Passo da Mulher Morta

O ponto crucial físico é o segundo dia e a Passagem da Mulher Morta, o ponto mais alto do percurso, a mais de 4.200 m. É uma subida longa e íngreme onde a altitude se faz sentir com mais intensidade, e atingir o topo é o momento que a maioria dos caminhantes recorda como o mais difícil e o mais recompensador de toda a travessia. Depois disso, o trilho serpenteia por um terreno cada vez mais verdejante.
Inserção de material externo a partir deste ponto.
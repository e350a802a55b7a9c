//! Resample and gain filter graph
//!
//! Builds `abuffer → aresample → [volume] → abuffersink`. The source buffer is
//! tagged with the decoder's actual parameters; the sink only accepts the
//! encoder's sample format, channel layout and rate, and hands out frames of
//! exactly the encoder's frame size when the encoder requires one. The
//! negotiated sink link is checked against those constraints after the graph
//! is configured.

use std::fmt;

use ffmpeg_next as ffmpeg;
use ffmpeg_next::filter;
use ffmpeg_next::util::channel_layout::ChannelLayout;
use ffmpeg_next::util::format::sample::Sample;

use super::decoder::SourceParams;
use super::encoder::AudioEncoder;
use super::{FrameFilter, Pull};
use crate::error::{FfmpegError, ResampleError, Result};
use crate::ffmpeg::helpers::{self, LinkParams};

const SOURCE_NAME: &str = "in";
const SINK_NAME: &str = "out";

/// A requested volume change in decibels. Never zero.
#[derive(Debug, Clone, PartialEq)]
pub struct VolumeAdjust {
    text: String,
}

impl VolumeAdjust {
    /// Parse the user's adjustment. Empty text or a zero value disables the
    /// gain stage; anything that is not a decibel number is a configuration
    /// error.
    pub fn parse(text: &str) -> Result<Option<Self>> {
        let trimmed = text.trim();
        let number = trimmed
            .strip_suffix("dB")
            .or_else(|| trimmed.strip_suffix("db"))
            .unwrap_or(trimmed)
            .trim();
        if number.is_empty() {
            return if trimmed.is_empty() {
                Ok(None)
            } else {
                Err(ResampleError::InvalidVolume(text.to_string()))
            };
        }

        let value: f64 = number
            .parse()
            .map_err(|_| ResampleError::InvalidVolume(text.to_string()))?;
        if !value.is_finite() {
            return Err(ResampleError::InvalidVolume(text.to_string()));
        }
        if value == 0.0 {
            return Ok(None);
        }
        Ok(Some(Self {
            text: number.trim_start_matches('+').to_string(),
        }))
    }

    /// Adjustment in dB as given by the user
    pub fn db(&self) -> &str {
        &self.text
    }
}

impl fmt::Display for VolumeAdjust {
    fn fmt(&self, f: &mut fmt::Formatter<'_>) -> fmt::Result {
        write!(f, "{}dB", self.text)
    }
}

/// What the sink must hand to the encoder
#[derive(Debug, Clone, PartialEq)]
pub struct SinkConstraints {
    pub sample_format: Sample,
    pub channel_layout: ChannelLayout,
    pub sample_rate: u32,
}

impl SinkConstraints {
    pub fn from_encoder(encoder: &AudioEncoder) -> Self {
        Self {
            sample_format: encoder.format(),
            channel_layout: encoder.channel_layout(),
            sample_rate: encoder.rate(),
        }
    }

    /// Layout argument for the sink: the channel mask, or a bare channel
    /// count when the layout has no mask.
    fn layout_arg(&self) -> String {
        match self.channel_layout.bits() {
            0 => format!("{}c", self.channel_layout.channels()),
            mask => format!("0x{:x}", mask),
        }
    }

    /// Check what the graph negotiated on the sink's input link.
    pub fn check(&self, link: &LinkParams) -> Result<()> {
        let layout_ok = match (self.channel_layout.bits(), link.layout_mask) {
            (0, _) | (_, None) => true,
            (mask, Some(negotiated)) => mask == negotiated,
        };
        if link.format == Some(self.sample_format)
            && link.sample_rate == self.sample_rate
            && link.channels as i32 == self.channel_layout.channels()
            && layout_ok
        {
            return Ok(());
        }
        Err(FfmpegError::FilterGraph(format!(
            "sink negotiated {} (layout {:?}), encoder needs srate:{}Hz fmt:{} Channels num: {} (layout 0x{:x})",
            link,
            link.layout_mask,
            self.sample_rate,
            self.sample_format.name(),
            self.channel_layout.channels(),
            self.channel_layout.bits()
        ))
        .into())
    }
}

/// Textual description of the linear chain plus the sink's constraints
#[derive(Debug, Clone, PartialEq)]
pub struct FilterChainSpec {
    pub source_args: String,
    pub resample_rate: u32,
    pub volume: Option<VolumeAdjust>,
    pub sink: SinkConstraints,
}

impl FilterChainSpec {
    pub fn new(source: &SourceParams, sink: SinkConstraints, volume: Option<VolumeAdjust>) -> Self {
        let source_args = format!(
            "time_base={}:sample_rate={}:sample_fmt={}:channel_layout=0x{:x}",
            helpers::rational_arg(source.time_base),
            source.sample_rate,
            source.sample_format.name(),
            source.channel_layout.bits()
        );
        Self {
            source_args,
            resample_rate: sink.sample_rate,
            volume,
            sink,
        }
    }

    /// The stages between the source and sink buffers
    pub fn chain(&self) -> String {
        match &self.volume {
            Some(volume) => format!("aresample={},volume={}", self.resample_rate, volume),
            None => format!("aresample={}", self.resample_rate),
        }
    }

    /// The whole chain, source to sink
    pub fn describe(&self) -> String {
        format!(
            "abuffer@{}={},{},abuffersink@{}",
            SOURCE_NAME,
            self.source_args,
            self.chain(),
            SINK_NAME
        )
    }
}

/// A configured filter graph
pub struct FilterChain {
    graph: filter::Graph,
    frame_size: Option<u32>,
    negotiated: LinkParams,
}

impl FilterChain {
    /// Realize and validate the graph. `frame_size` is the encoder's fixed
    /// frame size, if it has one.
    pub fn build(spec: &FilterChainSpec, frame_size: Option<u32>) -> Result<Self> {
        let mut graph = filter::Graph::new();

        let abuffer = find_filter("abuffer")?;
        let abuffersink = find_filter("abuffersink")?;
        graph
            .add(&abuffer, SOURCE_NAME, &spec.source_args)
            .map_err(|e| graph_error("add abuffer", e))?;
        graph
            .add(&abuffersink, SINK_NAME, "")
            .map_err(|e| graph_error("add abuffersink", e))?;

        {
            let mut sink = graph
                .get(SINK_NAME)
                .ok_or_else(|| FfmpegError::FilterGraph("sink buffer missing".into()))?;
            helpers::constrain_sink(
                &mut sink,
                spec.sink.sample_format,
                spec.sink.sample_rate,
                &spec.sink.layout_arg(),
            )
            .map_err(|e| graph_error("constrain abuffersink", e))?;
        }

        let chain = spec.chain();
        graph
            .output(SOURCE_NAME, 0)
            .and_then(|parser| parser.input(SINK_NAME, 0))
            .and_then(|parser| parser.parse(&chain))
            .map_err(|e| graph_error(&format!("parse {:?}", chain), e))?;
        graph.validate().map_err(|e| graph_error("validate", e))?;

        let input = graph
            .get(SOURCE_NAME)
            .and_then(|source| helpers::output_link(&source))
            .ok_or_else(|| FfmpegError::FilterGraph("source buffer is not linked".into()))?;
        let negotiated = graph
            .get(SINK_NAME)
            .and_then(|sink| helpers::input_link(&sink))
            .ok_or_else(|| FfmpegError::FilterGraph("sink buffer is not linked".into()))?;
        spec.sink.check(&negotiated)?;

        if let Some(frame_size) = frame_size {
            graph
                .get(SINK_NAME)
                .ok_or_else(|| FfmpegError::FilterGraph("sink buffer missing".into()))?
                .sink()
                .set_frame_size(frame_size);
        }

        tracing::info!("Filter chain: {}", spec.describe());
        tracing::info!("Input: {}", input);
        tracing::info!("Output: {}", negotiated);

        Ok(Self {
            graph,
            frame_size,
            negotiated,
        })
    }

    /// Frame size forced on the sink, if any
    pub fn frame_size(&self) -> Option<u32> {
        self.frame_size
    }

    /// What the sink hands out
    pub fn negotiated(&self) -> &LinkParams {
        &self.negotiated
    }

    fn context(&mut self, name: &str) -> Result<filter::Context<'_>> {
        self.graph
            .get(name)
            .ok_or_else(|| FfmpegError::FilterGraph(format!("filter {:?} missing", name)).into())
    }
}

impl FrameFilter for FilterChain {
    fn push_frame(&mut self, frame: &ffmpeg::frame::Audio) -> Result<()> {
        self.context(SOURCE_NAME)?
            .source()
            .add(frame)
            .map_err(|e| graph_error("feeding the audio filtergraph", e).into())
    }

    fn push_eof(&mut self) -> Result<()> {
        self.context(SOURCE_NAME)?
            .source()
            .flush()
            .map_err(|e| graph_error("flushing the audio filtergraph", e).into())
    }

    fn pull_frame(&mut self) -> Result<Pull<ffmpeg::frame::Audio>> {
        let mut frame = ffmpeg::frame::Audio::empty();
        let status = self.context(SINK_NAME)?.sink().frame(&mut frame);
        Pull::from_status(status, frame)
            .map_err(|e| graph_error("getting frame from filtergraph", e).into())
    }
}

fn find_filter(name: &str) -> Result<filter::Filter> {
    filter::find(name)
        .ok_or_else(|| FfmpegError::FilterGraph(format!("{} filter not available", name)).into())
}

fn graph_error(what: &str, e: ffmpeg::Error) -> FfmpegError {
    FfmpegError::FilterGraph(format!("{}: {}", what, e))
}
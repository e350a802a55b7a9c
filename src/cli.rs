//! Command-line arguments

use std::path::{Path, PathBuf};

use clap::Parser;

use crate::config::{BatchConfig, LogFormat, DEFAULT_CONFIG_FILE};
use crate::error::Result;
use crate::format::OutputFormat;
use crate::transcode::{ConversionRequest, VolumeAdjust};

const USAGE_NOTES: &str = "\
The sample rate is given in Hz (e.g. 44100). Append an \"m\" (e.g. 96000m) to
treat it as a maximum: each file keeps its own rate when it is at or below the
maximum, and is otherwise downsampled to the highest multiple of its own base
rate (44100 or 48000) that does not exceed it. In maximum mode the value must
itself be a multiple of 44100 or 48000.

An optional volume adjust (in dB) can be given (positive number for boost,
negative for cut).

Converts every supported file below the input directory into a mirrored tree
under the output directory. Renames file basenames on conversion and doesn't
re-convert already converted files on subsequent runs.

Supported infile types: flac,dsf,dff,wav,aiff,m4a,mp3
Supported outfile types: flac,wav,aiff,m4a(alac),mp3";

/// Batch audio resampler and transcoder.
#[derive(Parser, Debug, Clone)]
#[command(name = "batch-resampler")]
#[command(author, version, about, long_about = None, after_long_help = USAGE_NOTES)]
#[command(allow_negative_numbers = true)]
pub struct Args {
    /// Target sample rate in Hz; append "m" for maximum mode (e.g. 96000m).
    pub sample_rate: String,

    /// Output file type: flac, wav, aiff, m4a or mp3.
    pub outfile_ext: String,

    /// Volume adjustment in dB (e.g. 3 or -1.5).
    pub vol_adjust_db: Option<String>,

    /// Configuration file (TOML). Defaults to ./batch-resampler.toml if present.
    #[arg(short = 'c', long)]
    pub config: Option<PathBuf>,

    /// Directory tree to convert (default: current directory).
    #[arg(short = 'i', long)]
    pub input_dir: Option<PathBuf>,

    /// Output root (default: ~/batch_resampled).
    #[arg(short = 'o', long)]
    pub output_dir: Option<PathBuf>,

    /// Write a JSON run summary to this file.
    #[arg(long)]
    pub report: Option<PathBuf>,

    /// Logging level (trace, debug, info, warn, error).
    #[arg(long)]
    pub log_level: Option<String>,

    /// Log output format (pretty or json).
    #[arg(long)]
    pub log_format: Option<String>,
}

impl Args {
    /// Parse and validate the positional arguments. Any error here is a
    /// configuration error.
    pub fn request(&self) -> Result<ConversionRequest> {
        let volume = match &self.vol_adjust_db {
            Some(text) => VolumeAdjust::parse(text)?,
            None => None,
        };
        Ok(ConversionRequest {
            rate: self.sample_rate.parse()?,
            format: self.outfile_ext.parse::<OutputFormat>()?,
            volume,
        })
    }

    /// Load the configuration file (if any) and apply the command-line
    /// overrides on top of it.
    pub fn load_config(&self) -> Result<BatchConfig> {
        let mut config = match &self.config {
            Some(path) => BatchConfig::from_file(path)?,
            None if Path::new(DEFAULT_CONFIG_FILE).exists() => {
                BatchConfig::from_file(DEFAULT_CONFIG_FILE)?
            }
            None => BatchConfig::default(),
        };
        self.apply_overrides(&mut config)?;
        Ok(config)
    }

    fn apply_overrides(&self, config: &mut BatchConfig) -> Result<()> {
        if let Some(dir) = &self.input_dir {
            config.input_root = dir.clone();
        }
        if let Some(dir) = &self.output_dir {
            config.output_root = dir.clone();
        }
        if let Some(report) = &self.report {
            config.report = Some(report.clone());
        }
        if let Some(level) = &self.log_level {
            config.logging.level = level.clone();
        }
        if let Some(format) = &self.log_format {
            config.logging.format = format.parse::<LogFormat>()?;
        }
        Ok(())
    }
}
As ruínas ao longo do caminho

O que distingue o Trilho Inca de outras caminhadas é que se trata de uma viagem arqueológica, e não apenas cénica. O percurso liga uma sequência de sítios incas — ruínas em socalcos, locais cerimoniais e postos de vigia em cenários extraordinários — que o seu guia dá vida, tornando a caminhada numa sucessão de descobertas genuínas, e não apenas de quilómetros percorridos.

A chegada à Porta do Sol

O momento emblemático da travessia acontece ao amanhecer do último dia, quando chega a Inti Punku, a Porta do Sol, e vê Machu Picchu estendida lá em baixo enquanto a luz desponta — a cidadela surge exatamente como deveria ser alcançada a pé. Descer até ao sítio arqueológico após três dias de caminhada é uma recompensa que a chegada de comboio, por mais cómoda que seja, simplesmente não consegue igualar.

Como são os dias

Espere acordares cedo, longos dias em caminhos de pedra e escadas, confortos simples de acampamento e noites frias em altitude, tudo muito facilitado pela equipa de carregadores e guias. É exigente, mas não técnico — não são necessárias habilidades de escalada — e a combinação de esforço, paisagem, história e camaradagem é a razão pela qual tantos caminhantes o consideram o ponto alto da sua viagem ao Peru.